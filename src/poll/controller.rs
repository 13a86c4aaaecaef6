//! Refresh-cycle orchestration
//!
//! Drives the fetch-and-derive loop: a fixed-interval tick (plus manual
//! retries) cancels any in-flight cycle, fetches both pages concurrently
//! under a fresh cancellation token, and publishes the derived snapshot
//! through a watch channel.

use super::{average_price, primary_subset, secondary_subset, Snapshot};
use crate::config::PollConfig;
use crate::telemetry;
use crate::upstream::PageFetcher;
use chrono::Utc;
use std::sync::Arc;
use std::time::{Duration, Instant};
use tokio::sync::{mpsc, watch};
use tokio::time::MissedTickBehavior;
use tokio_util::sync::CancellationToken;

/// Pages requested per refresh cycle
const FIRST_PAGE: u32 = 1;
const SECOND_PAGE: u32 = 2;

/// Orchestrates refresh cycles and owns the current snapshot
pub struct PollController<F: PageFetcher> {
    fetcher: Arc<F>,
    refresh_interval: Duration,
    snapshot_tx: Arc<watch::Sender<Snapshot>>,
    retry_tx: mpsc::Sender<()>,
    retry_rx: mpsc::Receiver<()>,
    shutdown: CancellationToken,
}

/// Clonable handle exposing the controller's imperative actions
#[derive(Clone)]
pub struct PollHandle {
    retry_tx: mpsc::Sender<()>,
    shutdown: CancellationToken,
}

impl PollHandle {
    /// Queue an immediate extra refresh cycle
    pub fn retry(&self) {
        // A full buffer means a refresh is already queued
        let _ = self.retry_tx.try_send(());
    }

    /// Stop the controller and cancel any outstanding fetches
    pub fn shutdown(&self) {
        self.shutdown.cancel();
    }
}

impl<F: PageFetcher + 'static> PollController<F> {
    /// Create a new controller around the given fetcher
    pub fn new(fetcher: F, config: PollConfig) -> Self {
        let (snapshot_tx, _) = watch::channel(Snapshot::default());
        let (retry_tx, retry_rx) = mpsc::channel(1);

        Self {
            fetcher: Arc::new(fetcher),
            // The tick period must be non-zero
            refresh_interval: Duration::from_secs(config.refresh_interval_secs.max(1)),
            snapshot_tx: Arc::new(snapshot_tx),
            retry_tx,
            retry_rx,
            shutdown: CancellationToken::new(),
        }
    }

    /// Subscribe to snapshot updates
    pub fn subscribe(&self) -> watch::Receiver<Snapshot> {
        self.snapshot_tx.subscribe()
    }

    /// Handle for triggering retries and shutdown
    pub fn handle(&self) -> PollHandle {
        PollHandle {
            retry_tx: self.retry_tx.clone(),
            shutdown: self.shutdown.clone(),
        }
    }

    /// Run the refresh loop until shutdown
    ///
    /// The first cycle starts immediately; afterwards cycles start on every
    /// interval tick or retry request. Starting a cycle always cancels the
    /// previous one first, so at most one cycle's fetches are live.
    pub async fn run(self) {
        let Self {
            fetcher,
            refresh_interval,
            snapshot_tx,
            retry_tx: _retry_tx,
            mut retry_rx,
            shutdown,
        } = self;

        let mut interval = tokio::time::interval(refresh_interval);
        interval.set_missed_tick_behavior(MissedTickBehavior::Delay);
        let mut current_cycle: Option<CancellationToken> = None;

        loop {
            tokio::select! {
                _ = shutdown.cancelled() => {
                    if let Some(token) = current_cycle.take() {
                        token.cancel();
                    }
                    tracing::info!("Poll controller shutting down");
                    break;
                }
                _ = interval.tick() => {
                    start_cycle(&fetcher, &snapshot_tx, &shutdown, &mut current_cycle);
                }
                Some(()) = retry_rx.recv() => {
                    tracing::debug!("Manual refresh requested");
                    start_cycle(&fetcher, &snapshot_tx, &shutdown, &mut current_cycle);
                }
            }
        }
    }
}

****************

▶ Problem to solve
What you return must be an exact retyping of the lines above starting at the line with "pub fn retry(&self)" and ending at the line with "pub fn new(fetcher: F, config: PollConfig)", and nothing besides.

▶ Answer space
    pub fn retry(&self) {
        // A full buffer means a refresh is already queued
        let _ = self.retry_tx.try_send(());
    }

    /// Stop the controller and cancel any outstanding fetches
    pub fn shutdown(&self) {
        self.shutdown.cancel();
    }
}

impl<F: PageFetcher + 'static> PollController<F> {
    /// Create a new controller around the given fetcher
    pub fn new(fetcher: F, config: PollConfig) -> Self {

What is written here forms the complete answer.